Lexical and semantic methods are applied in order to obtain automatic mapping suggestions. Information visualisation methods are also used to assist the user in exploration and selection of mappings.
An integrated tool for archetype authoring, semi-automatic SNOMED CT terminology binding assistance and terminology visualization was created and released as open source.
Finding the right terms to bind is a difficult task but the effort to achieve terminology bindings may be reduced with the help of the described approach. The methods and tools presented are general, but here only bindings between SNOMED CT and archetypes based on the openEHR reference model are presented in detail.
Standardisation efforts in health informatics, including HL7, CEN, ISO, openEHR and IHTSDO, have provided EHR information model specifications as well as reference terminologies aiming at semantic interoperability . Tools have been provided for managing the artefacts involved such as archetype editors (see http://www.openehr.org/ webcite) and terminology browsers [2,3]. Yet, tools that support the integrated use of terminology and information models are not widespread.
This paper describes the integration of three applications related to archetypes and terminology systems,
a) an editor for archetype development,
b) MoST; a system for selecting terms from SNOMED CT to be bound to archetypes, and
c) TermViz; a tool for visualizing and navigating terminology systems.
The 'archetype' approach to information modelling is introduced below and is followed by descriptions of the three applications and their integration.
Modelling in openEHR
The openEHR foundation http://www.openehr.org webcite aims to facilitate interoperable implementations of electronic health record systems (EHRs), by developing and promoting open specifications and specifications-based implementations. The intention behind the specifications is to enable interoperability while still being flexible regarding information modelling design choices as well as choices of terminology systems, implementation technology, and human language translations.
The architecture of openEHR aims to scale from small desktop systems for general practitioners to distributed patient centred lifelong-shared care health record systems .
The openEHR architecture  includes a design principle called 'Ontological separation', which regulates the EHR modelling; see Figure 1. The structure is divided into two main categories entitled 'ontologies of information' and 'ontologies of reality'. Please note that the words 'Ontological' and 'ontologies' come from the source , but that in our opinion, 'models' could be equivalent.
The 'ontologies of information' contain the information models of the EHR content whereas the 'ontologies of reality' describe real phenomena with descriptions and classifications. The 'ontologies of information' are then divided into:
• 'Domain content models' containing formal definitions of the clinical content. They can be developed using archetypes, which are designed to be easy to change when new clinical needs arise. Detailed openEHR archetype information, examples and resources are available from http://www.openehr.org/clinicalmodels/archetypes.html webcite
• 'Information representation models' are implemented in the electronic health care systems software. They are used as a foundation for the domain content models and are designed to be stable with regards to model changes. In openEHR, this component is named the Reference model.
The 'ontologies of reality' contain e.g.:
• 'classifications', like ICDx and ICPC,
• 'process descriptions', like clinical guidelines,
• 'descriptive terminologies', like SNOMED CT.
EHR extracts based on common shared archetypes are proposed as a means to exchange information between different health care providers . Semantics of the domain content models (e.g. archetypes) are provided by terminology binding. Meaning of nodes in archetypes is given by textual descriptions and optionally by reference to external terminology systems:
1. term definition – a node of an archetype is given meaning through a name and textual description,
2. term binding – a node of an archetype is given meaning by reference to an external terminology.
SNOMED CT is the terminology system used for application in this paper. It is a clinical terminology based on concept representations that are related to each other by different types of relationships, like 'IS-A' (subtype), 'Part of', 'Causative agent' and many others. Each SNOMED CT concept representation is associated with a set of synonymous terms (coupled with metadata) called descriptions . The number of active core concept representations in the January 2008 International Core release is 311 313. 
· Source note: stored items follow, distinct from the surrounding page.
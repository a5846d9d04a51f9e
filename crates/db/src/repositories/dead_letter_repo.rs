//! Repository for the `dead_letter_messages` table.

use sqlx::PgPool;
use vitalflow_core::types::DbId;

/// Provides persistence for undeliverable notifications.
pub struct DeadLetterRepo;

impl DeadLetterRepo {
    /// Record an undeliverable notification, returning the generated ID.
    pub async fn create(
        pool: &PgPool,
        topic: &str,
        receiver: &str,
        subject: &str,
        body: &str,
        priority: &str,
        error_message: &str,
    ) -> Result<DbId, sqlx::Error> {
        sqlx::query_scalar(
            "INSERT INTO dead_letter_messages \
             (topic, receiver, subject, body, priority, error_message) \
             VALUES ($1, $2, $3, $4, $5, $6) \
             RETURNING id",
        )
        .bind(topic)
        .bind(receiver)
        .bind(subject)
        .bind(body)
        .bind(priority)
        .bind(error_message)
        .fetch_one(pool)
        .await
    }

    /// Mark a dead letter as manually reprocessed.
    ///
    /// Returns `true` if the row existed and was still unprocessed.
    pub async fn mark_processed(pool: &PgPool, id: DbId) -> Result<bool, sqlx::Error> {
        let result = sqlx::query(
            "UPDATE dead_letter_messages \
             SET is_processed = true, processed_at = NOW() \
             WHERE id = $1 AND is_processed = false",
        )
        .bind(id)
        .execute(pool)
        .await?;
        Ok(result.rows_affected() > 0)
    }

    /// Number of unprocessed dead letters, for startup reporting.
    pub async fn unprocessed_count(pool: &PgPool) -> Result<i64, sqlx::Error> {
        let count: Option<i64> = sqlx::query_scalar(
            "SELECT COUNT(*) FROM dead_letter_messages WHERE is_processed = false",
        )
        .fetch_one(pool)
        .await?;
        Ok(count.unwrap_or(0))
    }
}
//! Keyed producer, one per output topic per service.

use std::sync::Arc;

use serde::Serialize;

use crate::codec;
use crate::error::BrokerError;
use crate::topic::{Broker, Topic};

/// Publishes compact-JSON records onto a single topic.
///
/// Created once at service start against an owned [`Broker`] handle.
/// Records with the same key always land on the same partition, so
/// callers that key by patient id get per-patient ordering for free.
pub struct Producer {
    topic: Arc<Topic>,
}

impl Producer {
    /// Bind a producer to an existing topic.
    pub fn for_topic(broker: &Broker, name: &str) -> Result<Self, BrokerError> {
        Ok(Self {
            topic: broker.topic(name)?,
        })
    }

    /// Encode and append one keyed record.
    pub fn send<T: Serialize>(&self, key: &str, value: &T) -> Result<(), BrokerError> {
        let payload = codec::encode(value)?;
        let (partition, offset) = self.topic.append(key, payload);
        tracing::debug!(
            topic = self.topic.name(),
            key,
            partition,
            offset,
            "Record produced"
        );
        Ok(())
    }
}

// ---------------------------------------------------------------------------
// Tests
// ---------------------------------------------------------------------------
The applications for archetype editing, semi-automatic terminology binding and terminology visualization that have been integrated are briefly described in this section.
The archetype editor
Authoring of archetypes is not intended to be part of the daily routine of clinicians. Instead the goal is to develop archetypes that can be used in many different situations over a long period of time and to use them as parts of templates for clinical data entry.
The purpose of the archetype editor is to let users build archetypes in an intuitive graphical environment, see Figure 2 without prior knowledge of formal representations of archetypes like the 'Archetype Definition Language' (ADL) or XML. We believe that an archetype editor that allows the user to create new archetypes and learn from previously created ones by viewing and exploring is important for developing good quality archetypes.
Figure 2. Definition view. The definition view of the archetype editor.
The development of the Java based archetype editor at Linköping University, was focused on improving terminology binding support and usability. In relation to already existing editors, it also removed operating system dependencies. Connections to external terminology sources like SNOMED CT and UMLS were included so that the effort required to bind terms with the help of external terminology sources was reduced compared to manual lookup.
The MoST system
In order to bind nodes in clinical data models to nodes in external terminologies we must first find appropriate matches. The Model Standardisation using Terminology (MoST) system  developed at the University of Manchester is a general semi-automated mapping process providing the clinical modeller with candidate mappings. The mapping manually determined to be the most suitable can then be bound to a content model entity.
The specific clinical data models selected to demonstrate the applicability of the methodology in this paper are archetypes according to the openEHR archetype model, and SNOMED CT is the terminology to which they have been mapped to.
In the MoST mapping process as shown in Figure 3, archetypes are converted from ADL format to a general XML format designed to represent hierarchical data models. The clinical content of the model is then passed to the actual mapping process, which executes various lexical and semanticprocedures by referring to existing medical resources (detailed below) and SNOMED CT.
Figure 3. MoST. The system methodology of MoST.
The first round of mapping includes a lexical processing of terms using the Emergency Medical Text Processing (EMT-P) service. It is a natural language processing (NLP) tool, which cleans up raw text entries . EMT-P then looks for matches in the Unified Medical Language System (UMLS) resources and the UMLS LVG database, which consists of normalised word forms (see, http://umlsks.nlm.nih.gov/ webcite).
The MoST methodology makes use of the lexical procedures of both the EMT-P tool and the UMLS resource at the same time to draw upon their individual and combined strengths to find relevant matches.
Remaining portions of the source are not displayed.